SYSTEMS AND METHODS FOR NAVIGATING BASED ON CRIME AVOIDANCE

Description

GOVERNMENT SUPPORT

This invention was made with government support under CNS2018611 and CNS1920182 awarded by the National Science Foundation. The government has certain rights in the invention.

BACKGROUND

Many methods exist for the optimization of routing from one location to another based on the criteria of travel time, distance, and/or cost of travel. Such routing can be in various modalities, such as by car, on foot, by bicycle, via public transit, or by boat. A typical method of routing involves building a graph comprising street segments, assigning a normalized weighted value to each segment, and then applying the weighted-shortest path algorithm to the graph in order to find the best route.

BRIEF SUMMARY

Embodiments of the subject invention provide novel and advantageous systems and methods for generating routes (i.e., navigating) taking into consideration user preferences for crime avoidance (e.g., types of crime relevant to the particular user), in addition to or alternatively to time, distance, and/or cost.

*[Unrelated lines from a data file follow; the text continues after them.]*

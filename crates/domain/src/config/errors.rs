#[derive(Debug, thiserror::Error)]
pub enum ConfigError {
    #[error("Failed to read config file {0}: {1}")]
    FileRead(String, String),

    #[error("Failed to parse config: {0}")]
    Parse(String),

    #[error("Invalid address for {field}: {value}")]
    InvalidAddress { field: &'static str, value: String },

    #[error("Configuration validation error: {0}")]
    Validation(String),
}
use clap::Parser;
use dohgate_domain::CliOverrides;
use tracing::{error, info};

mod bootstrap;
mod di;
mod server;

#[derive(Parser)]
#[command(name = "dohgate")]
#[command(version)]
#[command(about = "dohgate - UDP DNS to DNS-over-HTTPS gateway with subnet-hint routing")]
struct Cli {
    /// Configuration file path
    #[arg(short = 'c', long, value_name = "FILE")]
    config: Option<String>,

    /// UDP listen port
    #[arg(short = 'p', long)]
    port: Option<u16>,

    /// Bind address
    #[arg(short = 'b', long)]
    bind: Option<String>,

    /// Proxy IP advertised for listed domains
    #[arg(short = 'i', long = "ip", value_name = "IP")]
    proxy_ip: Option<String>,

    /// Domain list file, one suffix per line
    #[arg(short = 'f', long = "file", value_name = "FILE")]
    domain_file: Option<String>,

    /// Public IP advertised for everything else (skips discovery)
    #[arg(long, value_name = "IP")]
    public_ip: Option<String>,

    /// Pre-resolved DoH resolver address (skips bootstrap lookup)
    #[arg(long, value_name = "IP")]
    upstream_ip: Option<String>,

    /// Maximum concurrent upstream calls
    #[arg(long)]
    max_concurrent: Option<usize>,

    /// Log level (trace, debug, info, warn, error)
    #[arg(long)]
    log_level: Option<String>,

    /// Shorthand for --log-level debug
    #[arg(short = 'd', long)]
    debug: bool,
}

impl Cli {
    fn overrides(&self) -> CliOverrides {
        CliOverrides {
            port: self.port,
            bind_address: self.bind.clone(),
            proxy_ip: self.proxy_ip.clone(),
            public_ip: self.public_ip.clone(),
            domain_file: self.domain_file.clone(),
            upstream_address: self.upstream_ip.clone(),
            max_concurrent: self.max_concurrent,
            log_level: self.log_level.clone(),
            debug: self.debug,
        }
    }
}

#[tokio::main]
async fn main() -> anyhow::Result<()> {
    let cli = Cli::parse();

    let config = bootstrap::load_config(cli.config.as_deref(), cli.overrides())?;

    bootstrap::init_logging(&config);

    info!("Starting dohgate v{}", env!("CARGO_PKG_VERSION"));

    let endpoints = bootstrap::resolve_endpoints(&config).await?;
    let domains = bootstrap::load_domains(&config);

    let services = di::DnsServices::new(&config, endpoints, domains)?;

    if let Err(e) = server::start_dns_server(config.bind_addr()?, services.handler).await {
        error!(error = %e, "DNS server error");
        return Err(e);
    }

    info!(
        abandoned = services.gate.in_flight(),
        "Server shutdown complete"
    );
    Ok(())
}
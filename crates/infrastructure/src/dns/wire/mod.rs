mod codec;
mod rdata;

pub use codec::WireCodec;
pub use rdata::to_hickory_record;
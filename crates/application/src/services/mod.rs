mod concurrency_gate;
mod response_translator;
mod routing_policy;

pub use concurrency_gate::ConcurrencyGate;
pub use response_translator::ResponseTranslator;
pub use routing_policy::RoutingPolicy;
//! One-shot lookups performed before the listener starts.
mod public_ip;
mod resolver;

pub use public_ip::{parse_public_ip, PublicIpDiscovery};
pub use resolver::BootstrapResolver;
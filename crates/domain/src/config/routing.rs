use serde::{Deserialize, Serialize};

/// Shipped placeholder; operators are expected to replace it.
pub const DEFAULT_PROXY_IP: &str = "45.32.15.77";

#[derive(Debug, Clone, Deserialize, Serialize)]
pub struct RoutingConfig {
    /// Advertised as client subnet for names in the domain file.
    #[serde(default = "default_proxy_ip")]
    pub proxy_ip: String,

    /// Advertised for every other name. Discovered at startup when unset.
    #[serde(default)]
    pub public_ip: Option<String>,

    #[serde(default = "default_public_ip_url")]
    pub public_ip_url: String,

    /// Newline-delimited domain suffixes routed through the proxy.
    #[serde(default = "default_domain_file")]
    pub domain_file: String,
}

impl Default for RoutingConfig {
    fn default() -> Self {
        Self {
            proxy_ip: default_proxy_ip(),
            public_ip: None,
            public_ip_url: default_public_ip_url(),
            domain_file: default_domain_file(),
        }
    }
}

impl RoutingConfig {
    pub fn uses_default_proxy_ip(&self) -> bool {
        self.proxy_ip == DEFAULT_PROXY_IP
    }
}

fn default_proxy_ip() -> String {
    DEFAULT_PROXY_IP.to_string()
}

fn default_public_ip_url() -> String {
    "https://api.ipify.org?format=json".to_string()
}

fn default_domain_file() -> String {
    "BlockedDomains.dat".to_string()
}
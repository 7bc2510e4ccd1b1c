use thiserror::Error;

#[derive(Error, Debug, Clone, PartialEq, Eq)]
pub enum DomainError {
    #[error("Malformed DNS query: {0}")]
    MalformedQuery(String),

    #[error("Invalid domain name: {0}")]
    InvalidDomainName(String),

    #[error("Upstream unavailable: {0}")]
    UpstreamUnavailable(String),

    #[error("Upstream timeout waiting for {server}")]
    UpstreamTimeout { server: String },

    #[error("Upstream protocol error: {0}")]
    UpstreamProtocolError(String),

    #[error("Unsupported record type: {0}")]
    UnsupportedRecordType(u16),

    #[error("Failed to encode DNS reply: {0}")]
    EncodeError(String),

    #[error("Bootstrap failed: {0}")]
    Bootstrap(String),

    #[error("I/O error: {0}")]
    IoError(String),
}

impl DomainError {
    /// Connection, handshake, HTTP status or timeout failure toward the resolver.
    pub fn is_upstream_failure(&self) -> bool {
        matches!(
            self,
            DomainError::UpstreamUnavailable(_) | DomainError::UpstreamTimeout { .. }
        )
    }

    /// The resolver answered but the payload could not be turned into records.
    pub fn is_protocol_error(&self) -> bool {
        matches!(
            self,
            DomainError::UpstreamProtocolError(_) | DomainError::UnsupportedRecordType(_)
        )
    }
}
use crate::dns::wire::WireCodec;
use dohgate_application::use_cases::ForwardQueryUseCase;
use std::net::SocketAddr;
use std::sync::Arc;
use tracing::{debug, info, warn};

/// Turns one inbound datagram into at most one reply datagram.
///
/// Every failure ends in silence: the client gets no reply and retries on its
/// own schedule.
pub struct DnsServerHandler {
    use_case: Arc<ForwardQueryUseCase>,
}

impl DnsServerHandler {
    pub fn new(use_case: Arc<ForwardQueryUseCase>) -> Self {
        Self { use_case }
    }

    pub async fn handle_datagram(&self, datagram: &[u8], client: SocketAddr) -> Option<Vec<u8>> {
        let query = match WireCodec::parse(datagram, client) {
            Ok(query) => query,
            Err(e) => {
                debug!(client = %client, len = datagram.len(), error = %e, "Dropping undecodable datagram");
                return None;
            }
        };

        info!(domain = %query.name, qtype = query.qtype, client = %client.ip(), "DNS query received");

        let response = match self.use_case.execute(&query).await {
            Ok(response) => response,
            Err(e) if e.is_upstream_failure() => {
                warn!(domain = %query.name, error = %e, "Upstream failed, dropping query");
                return None;
            }
            Err(e) => {
                warn!(domain = %query.name, error = %e, "Upstream answer unusable, dropping query");
                return None;
            }
        };

        match WireCodec::serialize(&query, &response) {
            Ok(reply) => {
                debug!(domain = %query.name, bytes = reply.len(), "Sending response");
                Some(reply)
            }
            Err(e) => {
                warn!(domain = %query.name, error = %e, "Failed to encode reply");
                None
            }
        }
    }

    pub fn use_case(&self) -> &ForwardQueryUseCase {
        &self.use_case
    }
}
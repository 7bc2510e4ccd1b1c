use serde::{Deserialize, Serialize};

#[derive(Debug, Clone, Deserialize, Serialize)]
pub struct LoggingConfig {
    #[serde(default = "default_log_level")]
    pub level: String,

    /// Emit one JSON object per event instead of the compact text format.
    #[serde(default)]
    pub json: bool,
}

impl Default for LoggingConfig {
    fn default() -> Self {
        Self {
            level: default_log_level(),
            json: false,
        }
    }
}

fn default_log_level() -> String {
    "info".to_string()
}
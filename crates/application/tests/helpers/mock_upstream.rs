use async_trait::async_trait;
use bytes::Bytes;
use dohgate_application::ports::UpstreamClient;
use dohgate_domain::{DomainError, UpstreamRequest};
use std::collections::HashMap;
use std::sync::atomic::{AtomicUsize, Ordering};
use std::sync::{Mutex, RwLock};
use std::time::Duration;

#[derive(Debug, Clone)]
pub enum MockBehavior {
    Body(Bytes),
    Error(DomainError),
    /// Never completes.
    Hang,
}

/// Scripted upstream keyed by query name, tracking concurrent callers.
pub struct MockUpstreamClient {
    behaviors: RwLock<HashMap<String, MockBehavior>>,
    default_behavior: RwLock<MockBehavior>,
    requests: Mutex<Vec<UpstreamRequest>>,
    delay: RwLock<Duration>,
    current: AtomicUsize,
    peak: AtomicUsize,
}

impl MockUpstreamClient {
    pub fn new() -> Self {
        Self {
            behaviors: RwLock::new(HashMap::new()),
            default_behavior: RwLock::new(MockBehavior::Error(DomainError::UpstreamUnavailable(
                "no mock response".to_string(),
            ))),
            requests: Mutex::new(Vec::new()),
            delay: RwLock::new(Duration::ZERO),
            current: AtomicUsize::new(0),
            peak: AtomicUsize::new(0),
        }
    }

    pub fn set_body(&self, name: &str, body: impl Into<String>) {
        self.set_behavior(name, MockBehavior::Body(Bytes::from(body.into())));
    }

    pub fn set_error(&self, name: &str, error: DomainError) {
        self.set_behavior(name, MockBehavior::Error(error));
    }

    pub fn set_hang(&self, name: &str) {
        self.set_behavior(name, MockBehavior::Hang);
    }

    pub fn set_behavior(&self, name: &str, behavior: MockBehavior) {
        self.behaviors
            .write()
            .unwrap()
            .insert(name.to_string(), behavior);
    }

    pub fn set_default(&self, behavior: MockBehavior) {
        *self.default_behavior.write().unwrap() = behavior;
    }

    pub fn set_delay(&self, delay: Duration) {
        *self.delay.write().unwrap() = delay;
    }

    pub fn requests(&self) -> Vec<UpstreamRequest> {
        self.requests.lock().unwrap().clone()
    }

    pub fn peak_concurrency(&self) -> usize {
        self.peak.load(Ordering::SeqCst)
    }

    pub fn current_concurrency(&self) -> usize {
        self.current.load(Ordering::SeqCst)
    }
}

impl Default for MockUpstreamClient {
    fn default() -> Self {
        Self::new()
    }
}

struct InFlight<'a>(&'a AtomicUsize);

impl Drop for InFlight<'_> {
    fn drop(&mut self) {
        self.0.fetch_sub(1, Ordering::SeqCst);
    }
}

#[async_trait]
impl UpstreamClient for MockUpstreamClient {
    async fn fetch(&self, request: &UpstreamRequest) -> Result<Bytes, DomainError> {
        self.requests.lock().unwrap().push(request.clone());

        let now = self.current.fetch_add(1, Ordering::SeqCst) + 1;
        self.peak.fetch_max(now, Ordering::SeqCst);
        let _in_flight = InFlight(&self.current);

        let behavior = self
            .behaviors
            .read()
            .unwrap()
            .get(request.name.as_ref())
            .cloned()
            .unwrap_or_else(|| self.default_behavior.read().unwrap().clone());

        let delay = *self.delay.read().unwrap();
        if !delay.is_zero() {
            tokio::time::sleep(delay).await;
        }

        match behavior {
            MockBehavior::Body(body) => Ok(body),
            MockBehavior::Error(e) => Err(e),
            MockBehavior::Hang => {
                std::future::pending::<()>().await;
                unreachable!()
            }
        }
    }

    fn server_name(&self) -> &str {
        "mock.resolver"
    }
}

User preferences for crime avoidance during a trip from one location to another can be quantified and used to augment standard routing methods by giving weight to crime avoidance. For example, a weighting triangle can be used, where a user chooses a balanced weighting of three factors, including crime avoidance, before the system or method calculates the route from the starting location to the destination. The crime rates considered can be limited to those of potentially significant impact on the user, considering the user's modality, demographics, and/or preferences. The relevant sub-types of crimes can be further assigned sub-weights reflecting the gravity of their potential impact on the user.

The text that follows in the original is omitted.